**Task goal:**
Set the data down again so that every line matches exactly.

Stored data
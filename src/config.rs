//! Engine configuration, persisted as TOML.
//!
//! Every field has a serde default, so a config file only needs to name the
//! settings it overrides. An empty file yields [`ConcordConfig::default`].

use std::path::Path;

use serde::{Deserialize, Serialize};

use crate::error::ConfigError;

pub type ConfigResult<T> = std::result::Result<T, ConfigError>;

/// Top-level configuration for extraction and ingestion.
#[derive(Debug, Clone, PartialEq, Serialize, Deserialize)]
pub struct ConcordConfig {
    /// Candidate text column names, checked in order. First match wins.
    #[serde(default = "default_text_columns")]
    pub text_columns: Vec<String>,
    /// Whole-word triggers (matched case-insensitively) for the definition rule.
    #[serde(default = "default_trigger_words")]
    pub trigger_words: Vec<String>,
    /// Number of leading sentence characters kept in a `DEF_` key.
    ///
    /// Distinct sentences sharing this prefix collide under one key.
    #[serde(default = "default_definition_key_chars")]
    pub definition_key_chars: usize,
    /// Limits for the expression normalizer.
    #[serde(default)]
    pub normalizer: NormalizerConfig,
}

/// Bounds on the work the normalizer may do for one expression.
#[derive(Debug, Clone, PartialEq, Serialize, Deserialize)]
pub struct NormalizerConfig {
    /// Maximum equality-saturation iterations.
    #[serde(default = "default_iter_limit")]
    pub iter_limit: usize,
    /// Maximum e-graph nodes before saturation stops.
    #[serde(default = "default_node_limit")]
    pub node_limit: usize,
    /// Maximum number of terms while expanding into polynomial form.
    #[serde(default = "default_max_terms")]
    pub max_terms: usize,
}

fn default_text_columns() -> Vec<String> {
    vec!["fact".into(), "Fact".into(), "text".into()]
}
fn default_trigger_words() -> Vec<String> {
    ["define", "definition", "means", "implies", "denote"]
        .into_iter()
        .map(String::from)
        .collect()
}
fn default_definition_key_chars() -> usize {
    30
}
fn default_iter_limit() -> usize {
    8
}
fn default_node_limit() -> usize {
    10_000
}
fn default_max_terms() -> usize {
    256
}

impl Default for ConcordConfig {
    fn default() -> Self {
        Self {
            text_columns: default_text_columns(),
            trigger_words: default_trigger_words(),
            definition_key_chars: default_definition_key_chars(),
            normalizer: NormalizerConfig::default(),
        }
    }
}

impl Default for NormalizerConfig {
    fn default() -> Self {
        Self {
            iter_limit: default_iter_limit(),
            node_limit: default_node_limit(),
            max_terms: default_max_terms(),
        }
    }
}

impl ConcordConfig {
    /// Reject settings the pipeline cannot work with.
    pub fn validate(&self) -> ConfigResult<()> {
        if self.text_columns.is_empty() {
            return Err(ConfigError::Invalid {
                message: "text_columns must name at least one column".into(),
            });
        }
        if self.definition_key_chars == 0 {
            return Err(ConfigError::Invalid {
                message: "definition_key_chars must be > 0".into(),
            });
        }
        if self.normalizer.max_terms == 0 {
            return Err(ConfigError::Invalid {
                message: "normalizer.max_terms must be > 0".into(),
            });
        }
        Ok(())
    }

    /// Parse and validate a TOML string. `origin` labels errors.
    pub fn from_toml_str(content: &str, origin: &str) -> ConfigResult<Self> {
        let config: Self = toml::from_str(content).map_err(|e| ConfigError::Parse {
            path: origin.to_string(),
            message: e.to_string(),
        })?;
        config.validate()?;
        Ok(config)
    }

    /// Render as pretty TOML.
    pub fn to_toml_string(&self) -> ConfigResult<String> {
        toml::to_string_pretty(self).map_err(|e| ConfigError::Parse {
            path: "<memory>".into(),
            message: e.to_string(),
        })
    }

    /// Load from a TOML file.
    pub fn load(path: &Path) -> ConfigResult<Self> {
        let content = std::fs::read_to_string(path).map_err(|e| ConfigError::Read {
            path: path.display().to_string(),
            source: e,
        })?;
        Self::from_toml_str(&content, &path.display().to_string())
    }

    /// Save to a TOML file, creating parent directories as needed.
    pub fn save(&self, path: &Path) -> ConfigResult<()> {
        let content = self.to_toml_string()?;
        if let Some(parent) = path.parent() {
            std::fs::create_dir_all(parent).map_err(|e| ConfigError::Write {
                path: parent.display().to_string(),
                source: e,
            })?;
        }
        std::fs::write(path, content).map_err(|e| ConfigError::Write {
            path: path.display().to_string(),
            source: e,
        })
    }
}

#[cfg(test)]
mod tests {
    use super::*;

    #[test]
    fn defaults_match_documented_columns() {
        let config = ConcordConfig::default();
        assert_eq!(config.text_columns, vec!["fact", "Fact", "text"]);
        assert_eq!(config.definition_key_chars, 30);
        assert_eq!(config.trigger_words.len(), 5);
    }

    #[test]
    fn empty_toml_yields_defaults() {
        let config = ConcordConfig::from_toml_str("", "inline").unwrap();
        assert_eq!(config, ConcordConfig::default());
    }

    #[test]
    fn partial_toml_overrides_only_named_fields() {
        let toml = r#"
            text_columns = ["body", "text"]

            [normalizer]
            max_terms = 32
        "#;
        let config = ConcordConfig::from_toml_str(toml, "inline").unwrap();
        assert_eq!(config.text_columns, vec!["body", "text"]);
        assert_eq!(config.normalizer.max_terms, 32);
        assert_eq!(config.normalizer.iter_limit, 8);
        assert_eq!(config.definition_key_chars, 30);
    }

    #[test]
    fn empty_text_columns_rejected() {
        let err = ConcordConfig::from_toml_str("text_columns = []", "inline").unwrap_err();
        assert!(matches!(err, ConfigError::Invalid { .. }));
    }

    #[test]
    fn malformed_toml_is_parse_error() {
        let err = ConcordConfig::from_toml_str("text_columns = [", "inline").unwrap_err();
        assert!(matches!(err, ConfigError::Parse { .. }));
    }

    #[test]
    fn save_then_load() {
        let dir = tempfile::TempDir::new().unwrap();
        let path = dir.path().join("nested").join("concord.toml");
        let mut config = ConcordConfig::default();
        config.definition_key_chars = 40;
        config.save(&path).unwrap();

        let loaded = ConcordConfig::load(&path).unwrap();
        assert_eq!(loaded, config);
    }

    #[test]
    fn load_missing_file_is_read_error() {
        let dir = tempfile::TempDir::new().unwrap();
        let err = ConcordConfig::load(&dir.path().join("absent.toml")).unwrap_err();
        assert!(matches!(err, ConfigError::Read { .. }));
    }
}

**Answer to this task:**
filename src/config.rs
//! Engine configuration, persisted as TOML.
//!
//! Every field has a serde default, so a config file only needs to name the
//! settings it overrides. An empty file yields [`ConcordConfig::default`].

use std::path::Path;

use serde::{Deserialize, Serialize};

use crate::error::ConfigError;

pub type ConfigResult<T> = std::result::Result<T, ConfigError>;

/// Top-level configuration for extraction and ingestion.
#[derive(Debug, Clone, PartialEq, Serialize, Deserialize)]
pub struct ConcordConfig {
    /// Candidate text column names, checked in order. First match wins.
    #[serde(default = "default_text_columns")]
    pub text_columns: Vec<String>,
    /// Whole-word triggers (matched case-insensitively) for the definition rule.
    #[serde(default = "default_trigger_words")]
    pub trigger_words: Vec<String>,
    /// Number of leading sentence characters kept in a `DEF_` key.
    ///
    /// Distinct sentences sharing this prefix collide under one key.
    #[serde(default = "default_definition_key_chars")]
    pub definition_key_chars: usize,
    /// Limits for the expression normalizer.
    #[serde(default)]
    pub normalizer: NormalizerConfig,
}

/// Bounds on the work the normalizer may do for one expression.
#[derive(Debug, Clone, PartialEq, Serialize, Deserialize)]
pub struct NormalizerConfig {
    /// Maximum equality-saturation iterations.
    #[serde(default = "default_iter_limit")]
    pub iter_limit: usize,
    /// Maximum e-graph nodes before saturation stops.
    #[serde(default = "default_node_limit")]
    pub node_limit: usize,
    /// Maximum number of terms while expanding into polynomial form.
    #[serde(default = "default_max_terms")]
    pub max_terms: usize,
}

fn default_text_columns() -> Vec<String> {
    vec!["fact".into(), "Fact".into(), "text".into()]
}
fn default_trigger_words() -> Vec<String> {
    ["define", "definition", "means", "implies", "denote"]
        .into_iter()
        .map(String::from)
        .collect()
}
fn default_definition_key_chars() -> usize {
    30
}
fn default_iter_limit() -> usize {
    8
}
fn default_node_limit() -> usize {
    10_000
}
fn default_max_terms() -> usize {
    256
}

impl Default for ConcordConfig {
    fn default() -> Self {
        Self {
            text_columns: default_text_columns(),
            trigger_words: default_trigger_words(),
            definition_key_chars: default_definition_key_chars(),
            normalizer: NormalizerConfig::default(),
        }
    }
}

impl Default for NormalizerConfig {
    fn default() -> Self {
        Self {
            iter_limit: default_iter_limit(),
            node_limit: default_node_limit(),
            max_terms: default_max_terms(),
        }
    }
}

impl ConcordConfig {
    /// Reject settings the pipeline cannot work with.
    pub fn validate(&self) -> ConfigResult<()> {
        if self.text_columns.is_empty() {
            return Err(ConfigError::Invalid {
                message: "text_columns must name at least one column".into(),
            });
        }
        if self.definition_key_chars == 0 {
            return Err(ConfigError::Invalid {
                message: "definition_key_chars must be > 0".into(),
            });
        }
        if self.normalizer.max_terms == 0 {
            return Err(ConfigError::Invalid {
                message: "normalizer.max_terms must be > 0".into(),
            });
        }
        Ok(())
    }

    /// Parse and validate a TOML string. `origin` labels errors.
    pub fn from_toml_str(content: &str, origin: &str) -> ConfigResult<Self> {
        let config: Self = toml::from_str(content).map_err(|e| ConfigError::Parse {
            path: origin.to_string(),
            message: e.to_string(),
        })?;
        config.validate()?;
        Ok(config)
    }

    /// Render as pretty TOML.
    pub fn to_toml_string(&self) -> ConfigResult<String> {
        toml::to_string_pretty(self).map_err(|e| ConfigError::Parse {
            path: "<memory>".into(),
            message: e.to_string(),
        })
    }

    /// Load from a TOML file.
    pub fn load(path: &Path) -> ConfigResult<Self> {
        let content = std::fs::read_to_string(path).map_err(|e| ConfigError::Read {
            path: path.display().to_string(),
            source: e,
        })?;
        Self::from_toml_str(&content, &path.display().to_string())
    }

    /// Save to a TOML file, creating parent directories as needed.
    pub fn save(&self, path: &Path) -> ConfigResult<()> {
        let content = self.to_toml_string()?;
        if let Some(parent) = path.parent() {
            std::fs::create_dir_all(parent).map_err(|e| ConfigError::Write {
                path: parent.display().to_string(),
                source: e,
            })?;
        }
        std::fs::write(path, content).map_err(|e| ConfigError::Write {
            path: path.display().to_string(),
            source: e,
        })
    }
}

#[cfg(test)]
mod tests {
    use super::*;

    #[test]
    fn defaults_match_documented_columns() {
        let config = ConcordConfig::default();
        assert_eq!(config.text_columns, vec!["fact", "Fact", "text"]);
        assert_eq!(config.definition_key_chars, 30);
        assert_eq!(config.trigger_words.len(), 5);
    }

    #[test]
    fn empty_toml_yields_defaults() {
        let config = ConcordConfig::from_toml_str("", "inline").unwrap();
        assert_eq!(config, ConcordConfig::default());
    }

    #[test]
    fn partial_toml_overrides_only_named_fields() {
        let toml = r#"
            text_columns = ["body", "text"]

            [normalizer]
            max_terms = 32
        "#;
        let config = ConcordConfig::from_toml_str(toml, "inline").unwrap();
        assert_eq!(config.text_columns, vec!["body", "text"]);
        assert_eq!(config.normalizer.max_terms, 32);
        assert_eq!(config.normalizer.iter_limit, 8);
        assert_eq!(config.definition_key_chars, 30);
    }

    #[test]
    fn empty_text_columns_rejected() {
        let err = ConcordConfig::from_toml_str("text_columns = []", "inline").unwrap_err();
        assert!(matches!(err, ConfigError::Invalid { .. }));
    }

    #[test]
    fn malformed_toml_is_parse_error() {
        let err = ConcordConfig::from_toml_str("text_columns = [", "inline").unwrap_err();
        assert!(matches!(err, ConfigError::Parse { .. }));
    }

    #[test]
    fn save_then_load() {
        let dir = tempfile::TempDir::new().unwrap();
        let path = dir.path().join("nested").join("concord.toml");
        let mut config = ConcordConfig::default();
        config.definition_key_chars = 40;
        config.save(&path).unwrap();

        let loaded = ConcordConfig::load(&path).unwrap();
        assert_eq!(loaded, config);
    }

    #[test]
    fn load_missing_file_is_read_error() {
        let dir = tempfile::TempDir::new().unwrap();
        let err = ConcordConfig::load(&dir.path().join("absent.toml")).unwrap_err();
        assert!(matches!(err, ConfigError::Read { .. }));
    }
}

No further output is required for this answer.